Where a line in the data below includes the word "Checking", count it. State the total and nothing more.

#####

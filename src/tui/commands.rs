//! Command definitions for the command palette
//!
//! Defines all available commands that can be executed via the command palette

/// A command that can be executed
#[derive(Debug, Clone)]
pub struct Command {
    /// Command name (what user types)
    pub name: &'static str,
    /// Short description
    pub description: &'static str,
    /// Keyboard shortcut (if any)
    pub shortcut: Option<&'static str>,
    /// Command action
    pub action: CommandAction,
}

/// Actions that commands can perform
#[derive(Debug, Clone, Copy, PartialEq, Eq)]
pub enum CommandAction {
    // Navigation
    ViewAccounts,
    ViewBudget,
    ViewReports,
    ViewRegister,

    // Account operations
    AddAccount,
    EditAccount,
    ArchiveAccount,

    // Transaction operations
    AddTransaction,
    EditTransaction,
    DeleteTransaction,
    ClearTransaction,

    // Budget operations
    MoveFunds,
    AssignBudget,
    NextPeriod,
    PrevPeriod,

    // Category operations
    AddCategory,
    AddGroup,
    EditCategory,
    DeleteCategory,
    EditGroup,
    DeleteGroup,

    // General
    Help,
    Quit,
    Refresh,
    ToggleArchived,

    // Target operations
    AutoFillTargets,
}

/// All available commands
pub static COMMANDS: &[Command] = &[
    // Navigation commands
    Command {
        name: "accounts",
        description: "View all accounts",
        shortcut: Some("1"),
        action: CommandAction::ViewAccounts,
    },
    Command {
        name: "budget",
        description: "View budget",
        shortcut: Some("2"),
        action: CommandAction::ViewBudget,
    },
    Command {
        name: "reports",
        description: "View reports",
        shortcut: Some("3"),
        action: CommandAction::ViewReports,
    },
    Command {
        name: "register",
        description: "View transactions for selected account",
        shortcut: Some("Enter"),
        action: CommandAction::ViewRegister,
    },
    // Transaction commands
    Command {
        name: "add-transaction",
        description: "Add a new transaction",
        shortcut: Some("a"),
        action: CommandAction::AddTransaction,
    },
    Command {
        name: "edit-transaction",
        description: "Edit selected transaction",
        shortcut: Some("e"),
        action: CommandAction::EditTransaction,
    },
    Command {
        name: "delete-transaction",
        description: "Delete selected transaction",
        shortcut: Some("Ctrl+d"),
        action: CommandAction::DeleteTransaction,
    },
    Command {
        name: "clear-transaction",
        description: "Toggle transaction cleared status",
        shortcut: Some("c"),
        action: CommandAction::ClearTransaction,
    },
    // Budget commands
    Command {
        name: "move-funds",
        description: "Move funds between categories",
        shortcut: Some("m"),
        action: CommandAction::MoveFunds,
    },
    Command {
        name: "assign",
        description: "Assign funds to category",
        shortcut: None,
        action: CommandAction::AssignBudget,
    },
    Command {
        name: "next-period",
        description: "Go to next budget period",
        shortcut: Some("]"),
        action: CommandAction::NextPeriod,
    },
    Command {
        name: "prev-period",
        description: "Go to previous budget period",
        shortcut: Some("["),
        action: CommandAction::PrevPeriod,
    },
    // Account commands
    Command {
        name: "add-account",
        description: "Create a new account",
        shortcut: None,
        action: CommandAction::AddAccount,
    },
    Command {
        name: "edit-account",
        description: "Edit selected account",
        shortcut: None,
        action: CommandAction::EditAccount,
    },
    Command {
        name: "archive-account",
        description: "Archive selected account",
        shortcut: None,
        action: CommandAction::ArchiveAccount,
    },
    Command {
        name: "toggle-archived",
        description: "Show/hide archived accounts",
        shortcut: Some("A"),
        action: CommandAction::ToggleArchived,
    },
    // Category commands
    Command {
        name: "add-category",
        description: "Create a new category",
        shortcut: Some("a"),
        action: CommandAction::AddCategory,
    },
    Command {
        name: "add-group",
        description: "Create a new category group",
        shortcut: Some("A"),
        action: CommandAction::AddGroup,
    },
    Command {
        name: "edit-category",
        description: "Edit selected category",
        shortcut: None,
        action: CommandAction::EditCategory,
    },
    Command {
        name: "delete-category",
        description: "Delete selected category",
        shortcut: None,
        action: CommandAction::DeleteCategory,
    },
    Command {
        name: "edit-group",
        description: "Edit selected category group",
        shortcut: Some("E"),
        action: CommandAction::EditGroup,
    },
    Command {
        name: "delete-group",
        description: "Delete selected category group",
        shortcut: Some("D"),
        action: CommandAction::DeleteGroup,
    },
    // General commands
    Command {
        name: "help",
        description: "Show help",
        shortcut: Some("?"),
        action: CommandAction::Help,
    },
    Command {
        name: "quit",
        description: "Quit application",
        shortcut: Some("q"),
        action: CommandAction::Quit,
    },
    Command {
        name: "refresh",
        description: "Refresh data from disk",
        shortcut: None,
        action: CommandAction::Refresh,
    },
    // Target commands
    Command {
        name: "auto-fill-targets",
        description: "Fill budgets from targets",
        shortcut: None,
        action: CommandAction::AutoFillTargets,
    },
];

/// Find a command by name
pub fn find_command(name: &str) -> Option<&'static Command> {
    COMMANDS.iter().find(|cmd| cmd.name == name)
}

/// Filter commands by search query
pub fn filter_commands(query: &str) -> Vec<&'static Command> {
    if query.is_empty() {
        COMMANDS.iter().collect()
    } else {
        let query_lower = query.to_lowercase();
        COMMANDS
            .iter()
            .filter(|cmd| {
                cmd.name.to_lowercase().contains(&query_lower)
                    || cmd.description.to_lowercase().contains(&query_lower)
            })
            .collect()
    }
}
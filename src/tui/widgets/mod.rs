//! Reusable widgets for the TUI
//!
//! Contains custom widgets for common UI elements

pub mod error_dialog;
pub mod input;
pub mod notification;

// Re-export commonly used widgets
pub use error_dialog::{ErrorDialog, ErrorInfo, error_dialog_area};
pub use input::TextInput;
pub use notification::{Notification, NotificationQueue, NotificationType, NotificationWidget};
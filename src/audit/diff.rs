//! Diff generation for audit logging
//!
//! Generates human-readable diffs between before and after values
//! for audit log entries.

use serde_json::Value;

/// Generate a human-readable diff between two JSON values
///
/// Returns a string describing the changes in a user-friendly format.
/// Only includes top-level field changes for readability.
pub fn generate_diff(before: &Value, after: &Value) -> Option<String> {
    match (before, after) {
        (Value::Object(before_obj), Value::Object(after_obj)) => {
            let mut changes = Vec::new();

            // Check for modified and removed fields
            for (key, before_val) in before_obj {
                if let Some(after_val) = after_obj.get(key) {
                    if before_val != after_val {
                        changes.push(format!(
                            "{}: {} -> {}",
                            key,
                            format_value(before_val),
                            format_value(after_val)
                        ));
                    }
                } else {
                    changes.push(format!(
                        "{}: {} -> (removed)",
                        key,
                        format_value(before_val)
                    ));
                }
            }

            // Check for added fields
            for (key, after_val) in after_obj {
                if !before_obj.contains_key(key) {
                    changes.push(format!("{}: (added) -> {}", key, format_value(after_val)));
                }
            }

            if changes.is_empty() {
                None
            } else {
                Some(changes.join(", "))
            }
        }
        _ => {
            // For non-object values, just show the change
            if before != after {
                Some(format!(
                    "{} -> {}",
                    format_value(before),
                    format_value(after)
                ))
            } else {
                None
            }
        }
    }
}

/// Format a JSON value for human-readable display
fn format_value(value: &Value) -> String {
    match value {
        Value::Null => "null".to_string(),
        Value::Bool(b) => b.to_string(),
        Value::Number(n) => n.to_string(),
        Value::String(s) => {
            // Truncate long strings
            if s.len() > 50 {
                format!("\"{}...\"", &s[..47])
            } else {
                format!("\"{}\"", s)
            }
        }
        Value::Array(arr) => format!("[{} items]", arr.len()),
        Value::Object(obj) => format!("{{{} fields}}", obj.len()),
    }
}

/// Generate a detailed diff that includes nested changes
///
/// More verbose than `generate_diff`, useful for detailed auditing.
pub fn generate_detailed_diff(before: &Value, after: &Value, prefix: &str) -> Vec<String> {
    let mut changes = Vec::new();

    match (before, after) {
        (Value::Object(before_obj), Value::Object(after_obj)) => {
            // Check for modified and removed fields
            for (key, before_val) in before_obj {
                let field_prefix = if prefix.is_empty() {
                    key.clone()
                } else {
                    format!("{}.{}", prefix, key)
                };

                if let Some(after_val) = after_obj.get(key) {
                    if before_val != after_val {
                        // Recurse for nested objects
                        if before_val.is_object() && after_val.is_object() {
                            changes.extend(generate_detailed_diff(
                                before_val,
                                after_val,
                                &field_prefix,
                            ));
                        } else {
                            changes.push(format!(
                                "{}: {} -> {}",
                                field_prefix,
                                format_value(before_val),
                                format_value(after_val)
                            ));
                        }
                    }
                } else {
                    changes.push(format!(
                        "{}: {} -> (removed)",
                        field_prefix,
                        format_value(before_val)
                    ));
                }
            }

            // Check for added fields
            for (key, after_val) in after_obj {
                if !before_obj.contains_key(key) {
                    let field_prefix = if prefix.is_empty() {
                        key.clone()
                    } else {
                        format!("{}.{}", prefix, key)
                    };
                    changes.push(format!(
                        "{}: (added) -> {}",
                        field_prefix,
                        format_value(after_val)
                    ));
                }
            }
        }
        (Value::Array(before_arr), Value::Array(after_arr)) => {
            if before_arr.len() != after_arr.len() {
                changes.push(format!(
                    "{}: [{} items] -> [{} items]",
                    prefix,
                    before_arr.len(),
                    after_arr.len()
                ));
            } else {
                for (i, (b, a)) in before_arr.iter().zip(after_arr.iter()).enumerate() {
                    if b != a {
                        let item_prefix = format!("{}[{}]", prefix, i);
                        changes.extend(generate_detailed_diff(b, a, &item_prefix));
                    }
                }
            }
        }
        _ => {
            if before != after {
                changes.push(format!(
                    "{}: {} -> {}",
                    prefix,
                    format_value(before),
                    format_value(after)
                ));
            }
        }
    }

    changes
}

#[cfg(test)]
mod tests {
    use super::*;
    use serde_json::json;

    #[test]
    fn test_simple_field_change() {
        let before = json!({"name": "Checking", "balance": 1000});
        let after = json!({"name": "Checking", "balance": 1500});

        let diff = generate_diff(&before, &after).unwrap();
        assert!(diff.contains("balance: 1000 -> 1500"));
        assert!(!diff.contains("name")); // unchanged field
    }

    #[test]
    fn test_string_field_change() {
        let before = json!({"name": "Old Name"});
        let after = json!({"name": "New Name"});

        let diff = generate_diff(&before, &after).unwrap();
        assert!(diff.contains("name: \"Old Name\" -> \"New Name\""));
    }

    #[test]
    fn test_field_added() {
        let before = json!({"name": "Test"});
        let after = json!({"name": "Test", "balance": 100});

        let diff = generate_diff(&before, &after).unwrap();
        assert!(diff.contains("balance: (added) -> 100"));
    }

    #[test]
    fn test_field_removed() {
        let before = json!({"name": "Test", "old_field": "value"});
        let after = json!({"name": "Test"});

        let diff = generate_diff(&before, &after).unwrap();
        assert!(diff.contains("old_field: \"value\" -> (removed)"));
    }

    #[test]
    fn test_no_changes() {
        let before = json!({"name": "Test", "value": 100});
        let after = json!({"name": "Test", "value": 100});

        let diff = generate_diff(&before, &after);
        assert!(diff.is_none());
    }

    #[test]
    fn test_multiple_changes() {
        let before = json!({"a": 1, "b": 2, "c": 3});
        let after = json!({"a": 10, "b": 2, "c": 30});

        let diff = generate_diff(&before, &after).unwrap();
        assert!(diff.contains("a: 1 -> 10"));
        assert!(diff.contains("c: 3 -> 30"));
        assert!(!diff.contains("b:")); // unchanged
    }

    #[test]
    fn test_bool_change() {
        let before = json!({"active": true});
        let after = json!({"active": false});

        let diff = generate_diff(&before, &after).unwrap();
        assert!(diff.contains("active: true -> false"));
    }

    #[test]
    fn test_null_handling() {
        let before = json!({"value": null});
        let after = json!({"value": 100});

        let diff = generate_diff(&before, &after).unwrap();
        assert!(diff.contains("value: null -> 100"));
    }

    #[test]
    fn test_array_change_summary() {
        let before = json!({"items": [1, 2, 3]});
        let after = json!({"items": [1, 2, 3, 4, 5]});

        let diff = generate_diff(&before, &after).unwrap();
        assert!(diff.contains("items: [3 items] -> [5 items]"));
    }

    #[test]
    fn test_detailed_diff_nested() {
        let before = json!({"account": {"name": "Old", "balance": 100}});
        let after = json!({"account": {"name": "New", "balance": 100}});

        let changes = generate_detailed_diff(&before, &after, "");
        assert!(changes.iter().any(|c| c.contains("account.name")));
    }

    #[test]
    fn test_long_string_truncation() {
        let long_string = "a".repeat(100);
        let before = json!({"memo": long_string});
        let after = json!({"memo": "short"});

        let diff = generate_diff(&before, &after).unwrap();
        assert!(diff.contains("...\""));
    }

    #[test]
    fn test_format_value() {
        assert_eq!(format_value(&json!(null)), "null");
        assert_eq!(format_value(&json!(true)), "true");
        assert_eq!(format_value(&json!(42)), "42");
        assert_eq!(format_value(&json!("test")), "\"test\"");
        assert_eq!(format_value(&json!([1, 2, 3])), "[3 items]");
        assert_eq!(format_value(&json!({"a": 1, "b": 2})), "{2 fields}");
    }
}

#####

• FINAL ANSWER:
2